- _ACTIVITY_
Among the entries below, one line contains "pub async fn index(State(state): State<Arc<AppState>>)" and another contains "let content_type = field.content_type().map(str::to_string);". Transcribe those two lines and every line between them, exactly.
BEGIN PROVIDED DATA
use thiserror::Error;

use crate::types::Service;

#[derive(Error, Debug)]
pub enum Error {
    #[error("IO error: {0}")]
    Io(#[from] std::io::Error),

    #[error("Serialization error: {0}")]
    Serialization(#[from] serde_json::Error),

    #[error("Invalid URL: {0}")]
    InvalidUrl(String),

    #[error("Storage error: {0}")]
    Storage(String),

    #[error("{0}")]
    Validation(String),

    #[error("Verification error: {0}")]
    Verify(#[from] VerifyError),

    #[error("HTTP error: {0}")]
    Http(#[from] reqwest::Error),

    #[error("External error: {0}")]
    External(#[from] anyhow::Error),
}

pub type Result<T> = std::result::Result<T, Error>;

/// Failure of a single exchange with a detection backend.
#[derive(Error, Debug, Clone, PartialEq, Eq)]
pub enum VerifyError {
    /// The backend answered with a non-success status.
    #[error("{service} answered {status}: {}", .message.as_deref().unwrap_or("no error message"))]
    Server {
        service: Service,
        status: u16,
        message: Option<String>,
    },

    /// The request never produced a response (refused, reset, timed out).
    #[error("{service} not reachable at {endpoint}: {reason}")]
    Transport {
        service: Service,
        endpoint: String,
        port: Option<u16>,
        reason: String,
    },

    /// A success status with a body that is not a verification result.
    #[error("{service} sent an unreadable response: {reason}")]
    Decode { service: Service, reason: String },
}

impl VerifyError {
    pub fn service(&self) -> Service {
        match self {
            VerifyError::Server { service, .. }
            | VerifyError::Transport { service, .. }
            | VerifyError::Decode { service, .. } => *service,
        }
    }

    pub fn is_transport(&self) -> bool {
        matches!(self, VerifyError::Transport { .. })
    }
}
END PROVIDED DATA
BEGIN PROVIDED DATA
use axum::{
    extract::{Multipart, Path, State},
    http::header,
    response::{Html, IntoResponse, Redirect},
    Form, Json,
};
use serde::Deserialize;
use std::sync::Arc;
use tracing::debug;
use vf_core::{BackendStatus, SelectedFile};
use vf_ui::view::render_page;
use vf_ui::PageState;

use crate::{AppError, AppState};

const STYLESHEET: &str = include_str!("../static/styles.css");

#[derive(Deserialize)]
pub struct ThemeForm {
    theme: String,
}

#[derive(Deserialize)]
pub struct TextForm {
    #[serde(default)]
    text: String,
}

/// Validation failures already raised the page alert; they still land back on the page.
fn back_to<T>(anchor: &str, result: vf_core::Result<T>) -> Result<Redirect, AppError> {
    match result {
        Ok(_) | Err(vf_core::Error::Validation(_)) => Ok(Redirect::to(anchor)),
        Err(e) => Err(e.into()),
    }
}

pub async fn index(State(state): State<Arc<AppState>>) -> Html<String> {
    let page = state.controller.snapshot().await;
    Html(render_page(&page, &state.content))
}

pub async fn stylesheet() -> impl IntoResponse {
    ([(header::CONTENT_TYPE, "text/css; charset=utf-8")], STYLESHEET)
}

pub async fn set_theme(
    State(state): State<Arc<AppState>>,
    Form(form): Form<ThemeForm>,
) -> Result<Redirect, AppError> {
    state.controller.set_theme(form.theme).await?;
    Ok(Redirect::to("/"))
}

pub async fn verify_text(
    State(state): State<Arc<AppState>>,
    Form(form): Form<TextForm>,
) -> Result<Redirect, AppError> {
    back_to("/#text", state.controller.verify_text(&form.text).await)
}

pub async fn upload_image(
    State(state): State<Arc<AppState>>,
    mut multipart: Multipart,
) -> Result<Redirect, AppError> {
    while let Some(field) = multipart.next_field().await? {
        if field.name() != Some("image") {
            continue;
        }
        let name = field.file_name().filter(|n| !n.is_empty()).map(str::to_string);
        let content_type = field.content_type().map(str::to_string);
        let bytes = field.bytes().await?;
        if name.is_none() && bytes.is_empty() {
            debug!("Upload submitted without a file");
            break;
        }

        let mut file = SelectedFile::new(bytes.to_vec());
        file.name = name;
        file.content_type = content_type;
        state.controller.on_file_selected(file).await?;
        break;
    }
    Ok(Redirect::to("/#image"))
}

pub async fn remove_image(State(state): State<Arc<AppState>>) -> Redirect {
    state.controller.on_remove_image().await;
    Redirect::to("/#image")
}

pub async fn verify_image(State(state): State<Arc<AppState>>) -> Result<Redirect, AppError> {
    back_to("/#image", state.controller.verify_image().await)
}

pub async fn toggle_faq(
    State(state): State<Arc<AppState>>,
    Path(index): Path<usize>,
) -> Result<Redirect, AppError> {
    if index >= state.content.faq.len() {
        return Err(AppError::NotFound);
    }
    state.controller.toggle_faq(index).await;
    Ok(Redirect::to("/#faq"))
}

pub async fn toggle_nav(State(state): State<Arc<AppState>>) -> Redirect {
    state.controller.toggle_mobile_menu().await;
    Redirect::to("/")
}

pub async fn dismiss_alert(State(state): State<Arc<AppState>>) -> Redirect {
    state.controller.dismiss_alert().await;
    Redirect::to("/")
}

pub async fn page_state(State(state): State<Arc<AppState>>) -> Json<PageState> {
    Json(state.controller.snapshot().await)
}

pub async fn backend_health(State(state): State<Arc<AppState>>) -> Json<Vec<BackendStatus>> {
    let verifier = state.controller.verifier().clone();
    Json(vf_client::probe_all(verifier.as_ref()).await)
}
END PROVIDED DATA
- _ANSWER SECTION_
pub async fn index(State(state): State<Arc<AppState>>) -> Html<String> {
    let page = state.controller.snapshot().await;
    Html(render_page(&page, &state.content))
}

pub async fn stylesheet() -> impl IntoResponse {
    ([(header::CONTENT_TYPE, "text/css; charset=utf-8")], STYLESHEET)
}

pub async fn set_theme(
    State(state): State<Arc<AppState>>,
    Form(form): Form<ThemeForm>,
) -> Result<Redirect, AppError> {
    state.controller.set_theme(form.theme).await?;
    Ok(Redirect::to("/"))
}

pub async fn verify_text(
    State(state): State<Arc<AppState>>,
    Form(form): Form<TextForm>,
) -> Result<Redirect, AppError> {
    back_to("/#text", state.controller.verify_text(&form.text).await)
}

pub async fn upload_image(
    State(state): State<Arc<AppState>>,
    mut multipart: Multipart,
) -> Result<Redirect, AppError> {
    while let Some(field) = multipart.next_field().await? {
        if field.name() != Some("image") {
            continue;
        }
        let name = field.file_name().filter(|n| !n.is_empty()).map(str::to_string);
        let content_type = field.content_type().map(str::to_string);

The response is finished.